March 6, 2013

Balance

I can't believe it's March already. Being able to say "I'm due next month" is both relieving and entirely terrifying.

I'm excited to get to know the little boy who loves to kick me in the side first thing in the morning, who jumps around when I drink cold water, whose hiccups never fail to put a smile on my face. Matt and I talk often about him - what he might look like, whose nose he will have, whose hair color, whose eyes. We think about what his favorite color will be, and hope that he likes Star Wars, and wonder what he'll be when he grows up (my vote is for him being first Jewish astronaut on Mars). We still say "the baby" or "the kid" or "Nugget," and it's exciting to know that in a month or so, we will be able to switch over and say his actual name.

Still, it's scary, and there's so much that has to happen in the next seven weeks. There's work, and figuring out what we're going to do in terms of maternity leave - it's coming together, slowly but surely. We're nearly done unpacking and getting settled in our new apartment, so now we can work on getting baby stuff together - knowing we had to move, we decided to wait on most things so we would have less to move. My cousin is organizing our baby shower, which I'm incredibly excited for - Matt bought me a beautiful red dress for Christmas that I feel entirely lovely in, and I can't wait to wear it and be surrounded by people I love, celebrating me, my beloved, and the little one made of the best of both of us.

One of the most exciting things, though, starts this week: every Thursday night this month, we'll be attending parenting classes at the hospital where the baby will be born. I had asked my midwife, Tracy, if we'd be able to tour the birthing center before Birth Day, and she said that and more would be included in these classes, which are free to patients at the clinic where I see her.

Tracy takes incredible care of me, particularly with regards to mental health, since I've been completely open with her about the struggles I've had with accepting the weight gain and other body changes that have come with pregnancy. She has expressed a great deal of concern about my postpartum care, and she has connected me with many resources, including the parenting classes, to help me find balance with my mental and physical health after the baby is born.

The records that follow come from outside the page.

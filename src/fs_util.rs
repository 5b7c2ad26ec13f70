//! Symlink-safe filesystem helpers for archive scanning.
//!
//! Submission archives are untrusted input, so these helpers use
//! `symlink_metadata()` instead of `metadata()` and never follow symlinks.
//! A symlinked `plugin.json` or source directory reads as not-there rather
//! than as whatever it points at.

use std::path::Path;

/// Returns `true` if the path is a regular file (not a symlink).
#[must_use]
pub(crate) fn is_regular_file(path: &Path) -> bool {
    path.symlink_metadata()
        .map(|m| m.file_type().is_file())
        .unwrap_or(false)
}

/// Returns `true` if the path is a regular directory (not a symlink).
#[must_use]
pub(crate) fn is_regular_dir(path: &Path) -> bool {
    path.symlink_metadata()
        .map(|m| m.file_type().is_dir())
        .unwrap_or(false)
}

One of the concerns she's expressed is that I'll be too restrictive with calories in an attempt to quickly lose the baby weight. She reminded me that the daily calories I'll need for breastfeeding are even more than I currently need for actually growing the baby, and it's incredibly important to make sure I'm not only eating enough, but eating well-balanced meals. As the lactation consultant at the clinic mentioned, everything that I do for this baby is perfect. The human body, as I've come to truly appreciate over the past seven or so months, is an incredible machine capable of amazing things. The milk that I will make for my baby will be nutritionally perfect because taking care of this basic need of his is entirely crucial. That said, the food I put into my body doesn't really affect the milk at all - even if I ate nothing but junk food, the milk would be perfect. The sacrifice, though, would be that my own body would suffer losses to make sure Baby is cared for - the calcium would come from my teeth and bones, etc. When I eat well, it is self-care.

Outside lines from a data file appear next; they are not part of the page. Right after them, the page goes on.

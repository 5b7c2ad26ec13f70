use std::path::PathBuf;
use std::process::exit;
use std::sync::Arc;

use plugvet::checks::builtin_checks;
use plugvet::config::PolicyFile;
use plugvet::net::HttpRegistryClient;
use plugvet::{CancelFlag, CheckSet, RunConfig, RunReport, Runner, SeverityPolicy};

pub(crate) fn run(
    archive_dir: PathBuf,
    source: Option<PathBuf>,
    policy_path: Option<PathBuf>,
    report_all: bool,
    format: super::Format,
) {
    if !archive_dir.is_dir() {
        eprintln!(
            "error: `{}` is not a directory; pass the extracted archive location",
            archive_dir.display()
        );
        exit(2);
    }

    let checks = match builtin_checks(Arc::new(HttpRegistryClient::new())) {
        Ok(checks) => checks,
        Err(err) => {
            eprintln!("error: {err}");
            exit(2);
        }
    };

    let mut policy = load_policy(policy_path.as_deref(), &checks);
    if report_all {
        policy.set_announce_all(true);
    }

    let config = RunConfig {
        archive_dir,
        source_dir: source,
        policy,
        cancel: CancelFlag::new(),
    };
    let report = match Runner::new(checks).validate(config) {
        Ok(report) => report,
        Err(err) => {
            eprintln!("error: {err}");
            exit(2);
        }
    };

    match format {
        super::Format::Json => print_json(&report),
        super::Format::Text => print_text(&report),
    }
    for failure in &report.failures {
        eprintln!("warning: check `{}` failed: {}", failure.check, failure.error);
    }

    exit(i32::from(report.has_errors()));
}

fn load_policy(path: Option<&std::path::Path>, checks: &CheckSet) -> SeverityPolicy {
    let Some(path) = path else {
        return SeverityPolicy::new();
    };
    match PolicyFile::load(path) {
        Ok(file) => file.seed(checks),
        Err(err) => {
            eprintln!("error: cannot load policy file `{}`: {err}", path.display());
            exit(2);
        }
    }
}

fn print_json(report: &RunReport) {
    match serde_json::to_string_pretty(&report.findings) {
        Ok(json) => println!("{json}"),
        Err(err) => {
            eprintln!("error: cannot serialize findings: {err}");
            exit(2);
        }
    }
}

fn print_text(report: &RunReport) {
    if report.findings.is_empty() {
        println!("No findings.");
        return;
    }
    for finding in &report.findings {
        println!("{finding}");
        if !finding.detail.is_empty() {
            println!("  {}", finding.detail);
        }
    }
}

I'm concerned about the same things as Tracy, and am trying to set up plans for myself so I don't go overboard with anything, thus hurting myself, my son, or my relationship with Matt. It's so hard, though. I want to run so badly, even though I know I'll have to start entirely from scratch and it will be quite a while before I get anywhere near my personal bests. I want to run races - I want that feeling of accomplishment as I train, race, and then cross the finish line - but I also know I don't want to register for anything before I know for sure what my body is capable of. And I want to lose weight for all of us - to feel my best again, to look better, to be more confident, and to set a good example for my son - but I am coming to terms with the fact that this time will not be the same as the initial weight loss. There will be new challenges, new priorities.

As always, I seek balance. The next few weeks have a good deal of physical preparation on my plate, but also, I'll be laying a lot of emotional foundations. Mainly, I'm working on accepting that the number on the scale will drop, letting go of expectations for how fast it will happen, and loving myself unconditionally in the meantime. I wasted a lot of my pregnancy hating my body for how it looked, instead of loving it for the beautiful thing it was accomplishing. I will not continue to project negativity. I'm not always happy with the way my body looks right now, but I absolutely refuse to let my experience and the memories of the beginning of my son's life be marred by something so temporary as my relationship with the number on the scale.